Eine neue politische Kraft ist auf der Bühne Europas erschienen: die Bewegung der Arbeitslosen, Obdachlosen und "Papierlosen" (Menschen ohne Papiere) in Frankreich. Von einem mitleidig belächelten und geduldeten Aktionsbündnis vieler kleiner örtlicher Gruppen hat sie sich zu einer andauernden landesweiten Bewegung gemausert, die der Jospin-Regierung und den "Patrons" das Fürchten lehrte. Inzwischen wurden ihre VertreterInnen bereits als Verhandlungspartner der Minister akzeptiert. Doch auch die deutschen Industriellen, Verbands- und Gewerkschaftsfunktionäre sowie ihre Politiker blicken sorgenvoll nach Westen. Dazu haben sie auch allen Grund: Nichts ist so sicher wie das Anwachsen des Arbeitslosenheeres in Europa, jetzt schon zählen sie in allen größeren Ländern nach Millionen; ein großer Anteil von ihnen hat seit langem kein normales Lohnarbeitsverhältn is mehr "genießen" können, 37 Prozent der französischen Arbeitslosen suchen seit mehr als einem Jahr eine Stelle. Als Folge stellt die französische Arbeitslosenbewegung die herrschende "Erwerbsgesellschaft" grundsätzlich in Frage. Das Prinzip, Arbeitslose durch regelmäßige Senkungen der Hilfe dazu zu zwingen, sich um fast jeden Preis um eine Arbeit zu bemühen, wird frontal angegriffen, indem Forderungen nach einem ausreichenden dauerhaften Mindesteinkommen ohne Arbeit aufgestellt werden.

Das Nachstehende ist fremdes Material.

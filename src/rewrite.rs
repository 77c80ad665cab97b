//! Ordered, precompiled rewrite rules applied to raw feed strings.
//!
//! A rule table is built once at process start and reused for every string.
//! Rules run in declaration order; later rules see the text produced by
//! earlier ones, so the order is part of each table's contract.

use regex::{NoExpand, Regex};

/// Where a rule's matcher is allowed to fire.
#[derive(Debug, Clone, Copy, PartialEq, Eq)]
pub enum BoundaryPolicy {
    /// Only at token boundaries: the match must be flanked by non-alphanumeric
    /// context or the string's edges. "ST" must not rewrite inside "STATION".
    Token,
    /// Anywhere the pattern itself matches. The pattern carries its own
    /// anchors if it needs them.
    Anywhere,
}

/// A single (pattern, replacement, boundary-policy) rewrite, compiled once.
pub struct RewriteRule {
    matcher: Regex,
    replacement: String,
}

impl RewriteRule {
    pub fn new(pattern: &str, replacement: &str, policy: BoundaryPolicy) -> Self {
        let wrapped = match policy {
            BoundaryPolicy::Token => format!(r"(?i)\b(?:{pattern})\b"),
            BoundaryPolicy::Anywhere => format!(r"(?i){pattern}"),
        };
        RewriteRule {
            matcher: Regex::new(&wrapped).unwrap(),
            replacement: replacement.to_string(),
        }
    }

    /// Whole-token rule: `pattern` may be an alternation of tokens.
    pub fn token(pattern: &str, replacement: &str) -> Self {
        Self::new(pattern, replacement, BoundaryPolicy::Token)
    }

    pub fn anywhere(pattern: &str, replacement: &str) -> Self {
        Self::new(pattern, replacement, BoundaryPolicy::Anywhere)
    }

    pub fn apply(&self, input: &str) -> String {
        // Replacements are literal text, never capture templates
        self.matcher
            .replace_all(input, NoExpand(&self.replacement))
            .into_owned()
    }
}

/// An ordered, immutable set of rewrite rules.
pub struct RuleTable {
    rules: Vec<RewriteRule>,
}

impl RuleTable {
    pub fn new(rules: Vec<RewriteRule>) -> Self {
        RuleTable { rules }
    }

    /// Runs every rule over `input` in declaration order.
    pub fn apply(&self, input: &str) -> String {
        self.rules
            .iter()
            .fold(input.to_string(), |text, rule| rule.apply(&text))
    }

    pub fn len(&self) -> usize {
        self.rules.len()
    }

    pub fn is_empty(&self) -> bool {
        self.rules.is_empty()
    }
}

#[cfg(test)]
mod tests {
    use super::*;

    #[test]
    fn token_rule_respects_boundaries() {
        let rule = RewriteRule::token("ST", "Street");
        assert_eq!(rule.apply("4 ST SW"), "4 Street SW");
        assert_eq!(rule.apply("CHINOOK STATION"), "CHINOOK STATION");
        assert_eq!(rule.apply("WESTBROOK"), "WESTBROOK");
    }

    #[test]
    fn token_rule_is_case_insensitive() {
        let rule = RewriteRule::token("AV|AVE", "Avenue");
        assert_eq!(rule.apply("16 av"), "16 Avenue");
        assert_eq!(rule.apply("16 Ave"), "16 Avenue");
    }

    #[test]
    fn consecutive_tokens_both_rewrite() {
        let table = RuleTable::new(vec![
            RewriteRule::token("AV", "Avenue"),
            RewriteRule::token("RD", "Road"),
        ]);
        // Boundaries are zero-width, so adjacent tokens cannot mask each other
        assert_eq!(table.apply("AV RD"), "Avenue Road");
    }

    #[test]
    fn rules_run_in_declaration_order() {
        let table = RuleTable::new(vec![
            RewriteRule::token("CTR", "Center"),
            RewriteRule::token("Center", "CENTER TWICE"),
        ]);
        assert_eq!(table.apply("LEISURE CTR"), "LEISURE CENTER TWICE");
    }
}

Die Aktionen in Frankreich haben sich aufgrund ganz besonderer französischer Bedingungen entwickelt und verbreitert, doch eine Gefahr stellen sie für alle Herrschenden in Europa dar: Sie bieten allen Arbeitslosen und (Sozial-)Hilfeempfängern eine Perspektive, sie zeigen einen Weg aus der Ohnmacht.

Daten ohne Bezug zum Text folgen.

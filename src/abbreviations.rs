//! Street-type and place-type abbreviation catalog.
//!
//! The feed abbreviates street types to two or three letters ("16 AV NW",
//! "ERIN WOODS DR SE"). Each entry expands a whole token only; the pattern
//! column may alternate several spellings of the same abbreviation.

use crate::rewrite::{RewriteRule, RuleTable};
use lazy_static::lazy_static;
use rustc_hash::FxHashSet;

pub const STREET_TYPES: &[(&str, &str)] = &[
    ("AV|AVE", "Avenue"),
    ("PA", "Park"),
    ("HT", "Heights"),
    ("GV", "Grove"),
    ("PT", "Point"),
    ("TC", "Terrace"),
    ("RI", "Rise"),
    ("MR", "Manor"),
    ("DR", "Drive"),
    ("ST", "Street"),
    ("VI", "Villas"),
    ("PZ", "Plaza"),
    ("WY", "Way"),
    ("GR", "Green"),
    ("BV", "Boulevard"),
    ("GA|GT", "Gate"),
    ("RD", "Road"),
    ("LI|LINK", "Link"),
    ("PL", "Place"),
    ("SQ", "Square"),
    ("CL", "Close"),
    ("CR", "Crescent"),
    ("GD", "Garden"),
    ("GDN", "Gardens"),
    ("LN", "Lane"),
    ("CO", "Ct"),
    ("ME", "Mews"),
    ("TR", "Trail"),
    ("LD", "Landing"),
    ("HL", "Hill"),
    ("PK", "Park"),
    ("CM", "Common"),
    ("CV", "Cove"),
    ("VW", "View"),
    ("BY|BA|BAY", "Bay"),
    ("CE|CTR", "Center"),
    ("PY", "Parkway"),
    ("PR", "Parade"),
    ("PS", "Passage"),
    ("RO", "Row"),
    ("MT", "Mount"),
    ("TERR", "Terrace"),
];

lazy_static! {
    /// Compiled expansion table, built once and shared by every pipeline.
    pub static ref STREET_TYPE_RULES: RuleTable = RuleTable::new(
        STREET_TYPES
            .iter()
            .map(|&(pattern, replacement)| RewriteRule::token(pattern, replacement))
            .collect(),
    );

    static ref STREET_TYPE_TOKENS: FxHashSet<String> = {
        let mut tokens = FxHashSet::default();
        for &(pattern, expansion) in STREET_TYPES {
            for spelling in pattern.split('|') {
                tokens.insert(spelling.to_string());
            }
            tokens.insert(expansion.to_uppercase());
        }
        tokens
    };
}

/// True when `word` is a street-type abbreviation or one of the expansions.
pub fn is_street_type_word(word: &str) -> bool {
    STREET_TYPE_TOKENS.contains(&word.to_uppercase())
}

#[cfg(test)]
mod tests {
    use super::*;

    #[test]
    fn expands_whole_tokens_only() {
        assert_eq!(STREET_TYPE_RULES.apply("16 AV"), "16 Avenue");
        assert_eq!(STREET_TYPE_RULES.apply("SADDLETOWNE CIR"), "SADDLETOWNE CIR");
        // "DR" must not fire inside "DRIVE"
        assert_eq!(STREET_TYPE_RULES.apply("ELBOW DRIVE"), "ELBOW DRIVE");
    }

    #[test]
    fn alternate_spellings_share_an_expansion() {
        assert_eq!(STREET_TYPE_RULES.apply("8 AVE"), "8 Avenue");
        assert_eq!(STREET_TYPE_RULES.apply("CASTLERIDGE BA"), "CASTLERIDGE Bay");
        assert_eq!(STREET_TYPE_RULES.apply("VILLAGE TERR"), "VILLAGE Terrace");
    }

    #[test]
    fn expansions_are_stable_under_reapplication() {
        for &(_, replacement) in STREET_TYPES {
            assert_eq!(STREET_TYPE_RULES.apply(replacement), replacement);
        }
    }
}
//! Job orchestration.
//!
//! Explicit pipeline per job kind, replacing the upstream's name-keyed hook
//! registry: generate → dispatch → consume outcomes under the fault policy
//! → transform → persist. Fetches run on the bounded pool; everything
//! downstream runs on this single consumer, processing completed fetches as
//! they arrive. Store connections are acquired by the caller and released
//! on every exit path.

use std::collections::HashMap;
use std::path::Path;

use chrono::Utc;
use sqlx::PgPool;
use tokio::sync::mpsc;

use crate::config::AppConfig;
use crate::db::models::Station;
use crate::db::queries;
use crate::errors::JobError;
use crate::jobs::paquetobs::{self, Frequency};
use crate::jobs::ModelJob;
use crate::services::fault::{self, FaultAction, JobControl};
use crate::services::fetcher::{FetchExecutor, FetchOutcome};
use crate::services::generator::{generate_tasks, FetchTask};
use crate::services::{observations, stations};

/// What a job run did, for the completion log.
#[derive(Debug)]
pub struct JobSummary {
    pub created: usize,
    pub succeeded: usize,
    pub failed: usize,
    pub aborted: bool,
}

impl JobSummary {
    fn new(created: usize, outcomes: &[FetchOutcome], aborted: bool) -> Self {
        Self {
            created,
            succeeded: outcomes.iter().filter(|o| o.success).count(),
            failed: outcomes.iter().filter(|o| !o.success).count(),
            aborted,
        }
    }
}

/// Run a model download job: expand the grid and fetch every package.
/// Payloads stay on disk; there is no transform stage for model products.
pub async fn run_model_job(config: &AppConfig, job: &ModelJob) -> Result<JobSummary, JobError> {
    let tasks = generate_tasks(&job.grid, Utc::now())?;
    for task in &tasks {
        tracing::debug!(
            "Creating task for {} (run {}, package {}, window {})",
            task.id,
            task.reference_time,
            task.package,
            task.forecast_window
        );
    }
    tracing::info!("{}: {} tasks generated", job.id, tasks.len());

    let created = tasks.len();
    let (outcomes, aborted) = fetch_all(config, tasks, config.arpege_token.clone()).await;

    let summary = JobSummary::new(created, &outcomes, aborted);
    log_summary(&job.id, &summary);
    if let Some(err) = abort_error(&outcomes, aborted) {
        return Err(err);
    }
    Ok(summary)
}

/// Run the station inventory job: fetch the CSV export, transform it, and
/// upsert into the stations collection.
pub async fn run_stations_job(config: &AppConfig, pool: &PgPool) -> Result<JobSummary, JobError> {
    queries::ensure_station_collection(pool).await?;

    let task = paquetobs::stations_task();
    let job_id = task.id.clone();
    let (outcomes, aborted) = fetch_all(config, vec![task], config.observations_token.clone()).await;

    let filter =
        stations::StationFilter::new(config.departments.clone(), config.station_ids.clone());
    for payload in successful_payloads(&outcomes) {
        let raw = tokio::fs::read_to_string(payload).await?;
        match stations::transform_stations(&raw, &filter) {
            Ok(records) => {
                let written = queries::upsert_stations(pool, &records).await?;
                tracing::info!("{} stations upserted", written);
            }
            Err(e) => tracing::warn!("Dropping station payload: {}", e),
        }
    }

    let summary = JobSummary::new(1, &outcomes, aborted);
    log_summary(&job_id, &summary);
    if let Some(err) = abort_error(&outcomes, aborted) {
        return Err(err);
    }
    Ok(summary)
}

/// Run the observation paquet job: refresh retention, load the station
/// inventory for the join, fetch the paquet, transform, and upsert.
pub async fn run_observations_job(
    config: &AppConfig,
    pool: &PgPool,
) -> Result<JobSummary, JobError> {
    let frequency = Frequency::parse(&config.frequency)?;

    queries::ensure_measurement_collection(pool).await?;
    let expired = queries::expire_measurements(pool, config.ttl_seconds).await?;
    if expired > 0 {
        tracing::info!("{} measurements past retention removed", expired);
    }

    let station_index: HashMap<i64, Station> = queries::load_stations(pool)
        .await?
        .into_iter()
        .map(|s| (s.station_id, s))
        .collect();
    tracing::info!("{} stations loaded for the join", station_index.len());

    let task = paquetobs::observations_task(Utc::now(), frequency, config.latency_minutes);
    let job_id = task.id.clone();
    tracing::debug!("Creating task for {}", task.id);

    let (outcomes, aborted) = fetch_all(config, vec![task], config.observations_token.clone()).await;

    for payload in successful_payloads(&outcomes) {
        let raw = tokio::fs::read_to_string(payload).await?;
        match observations::transform_observations(&raw, &station_index) {
            Ok(records) => {
                let written = queries::upsert_observations(pool, &records).await?;
                tracing::info!("{} observations upserted", written);
            }
            Err(e) => tracing::warn!("Dropping observation payload: {}", e),
        }
    }

    let summary = JobSummary::new(1, &outcomes, aborted);
    log_summary(&job_id, &summary);
    if let Some(err) = abort_error(&outcomes, aborted) {
        return Err(err);
    }
    Ok(summary)
}

/// An aborted job surfaces the terminating outcome as the job's error, so
/// the process exits non-zero instead of reporting a partial success.
fn abort_error(outcomes: &[FetchOutcome], aborted: bool) -> Option<JobError> {
    if !aborted {
        return None;
    }
    outcomes
        .iter()
        .rev()
        .find(|o| !o.success)
        .map(|o| JobError::Fetch {
            task_id: o.task_id.clone(),
            status: o.status,
            detail: o
                .detail
                .clone()
                .unwrap_or_else(|| "job aborted".to_string()),
        })
}

/// Dispatch tasks on the pool and drain all outcomes under the fault
/// policy. Returns the outcomes seen and whether the job aborted.
async fn fetch_all(
    config: &AppConfig,
    tasks: Vec<FetchTask>,
    api_key: Option<String>,
) -> (Vec<FetchOutcome>, bool) {
    let executor = FetchExecutor::new(&config.output_dir, config.workers_limit, api_key);
    let control = JobControl::new();
    let rx = executor.dispatch(tasks, control.clone());
    let outcomes = consume_outcomes(rx, &control, Path::new(&config.output_dir)).await;
    let aborted = control.is_aborted();
    (outcomes, aborted)
}

fn successful_payloads(outcomes: &[FetchOutcome]) -> impl Iterator<Item = &std::path::PathBuf> {
    outcomes
        .iter()
        .filter(|o| o.success)
        .filter_map(|o| o.payload.as_ref())
}

/// Single-threaded outcome consumer. Applies the fault policy to every
/// failure: log with nested detail, discard partial output, then continue,
/// pause the dispatcher, or abort the job (abandoning in-flight work).
pub(crate) async fn consume_outcomes(
    mut rx: mpsc::Receiver<FetchOutcome>,
    control: &JobControl,
    output_dir: &Path,
) -> Vec<FetchOutcome> {
    let mut outcomes = Vec::new();
    while let Some(outcome) = rx.recv().await {
        if outcome.success {
            outcomes.push(outcome);
            continue;
        }

        fault::log_failure(&outcome);
        if let Err(e) = fault::discard_partial_output(output_dir, &outcome.task_id) {
            tracing::warn!(
                "Could not remove partial output for {}: {}",
                outcome.task_id,
                e
            );
        }

        match fault::assess(&outcome) {
            FaultAction::Continue => outcomes.push(outcome),
            FaultAction::Pause(delay) => {
                tracing::warn!(
                    "{}: product not available, pausing dispatch for {}s",
                    outcome.task_id,
                    delay.as_secs()
                );
                control.pause_for(delay);
                outcomes.push(outcome);
            }
            FaultAction::Abort => {
                tracing::error!("{}: rate limited by upstream, aborting job", outcome.task_id);
                control.abort();
                outcomes.push(outcome);
                break;
            }
        }
    }
    outcomes
}

fn log_summary(job_id: &str, summary: &JobSummary) {
    if summary.aborted {
        tracing::error!(
            "{}: aborted after {} of {} tasks ({} succeeded, {} failed)",
            job_id,
            summary.succeeded + summary.failed,
            summary.created,
            summary.succeeded,
            summary.failed
        );
    } else {
        tracing::info!(
            "{}: done, {} tasks ({} succeeded, {} failed)",
            job_id,
            summary.created,
            summary.succeeded,
            summary.failed
        );
    }
}

#[cfg(test)]
mod tests {
    use super::*;

    fn success(task_id: &str) -> FetchOutcome {
        FetchOutcome {
            task_id: task_id.to_string(),
            success: true,
            status: Some(200),
            payload: None,
            detail: None,
        }
    }

    fn failure(task_id: &str, status: Option<u16>) -> FetchOutcome {
        FetchOutcome {
            task_id: task_id.to_string(),
            success: false,
            status,
            payload: None,
            detail: Some("boom".to_string()),
        }
    }

    #[tokio::test]
    async fn test_not_found_removes_output_and_pauses_without_abort() {
        let dir = tempfile::tempdir().unwrap();
        let partial = dir.path().join("t1");
        std::fs::write(&partial, b"partial").unwrap();

        let (tx, rx) = mpsc::channel(4);
        tx.send(failure("t1", Some(404))).await.unwrap();
        tx.send(success("t2")).await.unwrap();
        drop(tx);

        let control = JobControl::new();
        let outcomes = consume_outcomes(rx, &control, dir.path()).await;

        assert_eq!(outcomes.len(), 2, "processing resumes after the 404");
        assert!(!partial.exists(), "partial output removed");
        assert!(control.is_paused(), "dispatch paused for the back-off");
        assert!(!control.is_aborted(), "404 never aborts the job");
    }

    #[tokio::test]
    async fn test_rate_limit_aborts_and_stops_consuming() {
        let dir = tempfile::tempdir().unwrap();

        let (tx, rx) = mpsc::channel(4);
        tx.send(failure("t1", Some(429))).await.unwrap();
        tx.send(success("t2")).await.unwrap();
        drop(tx);

        let control = JobControl::new();
        let outcomes = consume_outcomes(rx, &control, dir.path()).await;

        assert!(control.is_aborted());
        assert_eq!(outcomes.len(), 1, "nothing processed past the abort");
    }

    #[tokio::test]
    async fn test_ordinary_failure_continues() {
        let dir = tempfile::tempdir().unwrap();

        let (tx, rx) = mpsc::channel(4);
        tx.send(failure("t1", Some(500))).await.unwrap();
        tx.send(failure("t2", None)).await.unwrap();
        tx.send(success("t3")).await.unwrap();
        drop(tx);

        let control = JobControl::new();
        let outcomes = consume_outcomes(rx, &control, dir.path()).await;

        assert_eq!(outcomes.len(), 3);
        assert!(!control.is_aborted());
        assert!(!control.is_paused());
    }

    #[test]
    fn test_abort_error_surfaces_terminating_failure() {
        let outcomes = vec![success("a"), failure("b", Some(429))];
        let err = abort_error(&outcomes, true).expect("aborted jobs produce an error");
        assert!(matches!(
            err,
            JobError::Fetch {
                status: Some(429),
                ..
            }
        ));
        assert!(abort_error(&outcomes, false).is_none());
    }

    #[test]
    fn test_summary_counts() {
        let outcomes = vec![success("a"), failure("b", Some(500)), success("c")];
        let summary = JobSummary::new(5, &outcomes, false);
        assert_eq!(summary.created, 5);
        assert_eq!(summary.succeeded, 2);
        assert_eq!(summary.failed, 1);
        assert!(!summary.aborted);
    }
}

Im Mai wird ein Vertreter der französischen Arbeitslosen voraussichtlich Oldenburg besuchen. Vorläufig verfügen wir über keine Informationen aus erster Hand, sondern nur über Presseberichte. Aus diesen werde ich im folgenden einen kleinen Überblick über den Entwicklungsstand der französchen Arbeitslosenbewegung geben; er hat keinen Anspruch auf Vollständigkeit.

Elende Lage

Laut einer Umfrage erklärten ca. 70 Prozent der Franzosen ihre Sympathie für die Aktionen der Arbeitslosen. Das liegt nicht zuletzt an deren elender Lage: Von den offiziell ca. 3,7 Millionen Stellunglosen bezieht nur etwa die Hälfte ein reguläres Arbeitslosengeld. Für ein gutes Viertel von ihnen beträgt es umgerechnet 900 bis 1200 DM im Monat, für ein weiteres Viertel noch weniger. Die andere Hälfte der Arbeitslosen erhält kein Geld mehr von der Versicherung oder war nie lange genug beschäftigt, um einen Anspruch zu "erarbeiten". Sie muß sich mit "Solidaritätsh ilfe" oder mit dem "Mindesteinkommen zur Wiedereingliederung" um die 650 bis 700 DM begnügen. Fast 30 Prozent der jungen Leute ist ohne Arbeit. Doch wer jünger als 25 Jahre ist, hat überhaupt keinen Anspruch auf irgendeine Hilfe! Die Lebenshaltungskosten in Frankreich sind jedoch nur geringfügig niedriger als in Deutschland, und im Raum Paris natürlich höher: Allein die Mieten erreichen dort astronomische Höhen.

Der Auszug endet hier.